- Problem details: Whenever a line in the records below contains "DateTime", pick it out.

- Data for the task:
use chrono::{DateTime, Utc};
use serde::{Deserialize, Serialize};
use sqlx::FromRow;
use uuid::Uuid;

/// 登录会话记录，每次登录成功写入一行，登出时置为失效
#[derive(Debug, Clone, Serialize, Deserialize, FromRow)]
pub struct SessionEntity {
    pub id: Uuid,
    pub user_id: Uuid,
    pub ip_address: String,
    pub user_agent: Option<String>,
    pub is_active: bool,
    pub expires_at: DateTime<Utc>,
    pub created_at: DateTime<Utc>,
    pub updated_at: DateTime<Utc>,
}

impl SessionEntity {
    /// 会话仍可用于刷新令牌
    pub fn is_usable(&self, now: DateTime<Utc>) -> bool {
        self.is_active && self.expires_at > now
    }
}

#[derive(Debug, Clone)]
pub struct NewSession {
    pub user_id: Uuid,
    pub ip_address: String,
    pub user_agent: Option<String>,
    pub expires_at: DateTime<Utc>,
}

- Solution for this task:
use chrono::{DateTime, Utc};
    pub expires_at: DateTime<Utc>,
    pub created_at: DateTime<Utc>,
    pub updated_at: DateTime<Utc>,
    pub fn is_usable(&self, now: DateTime<Utc>) -> bool {
    pub expires_at: DateTime<Utc>,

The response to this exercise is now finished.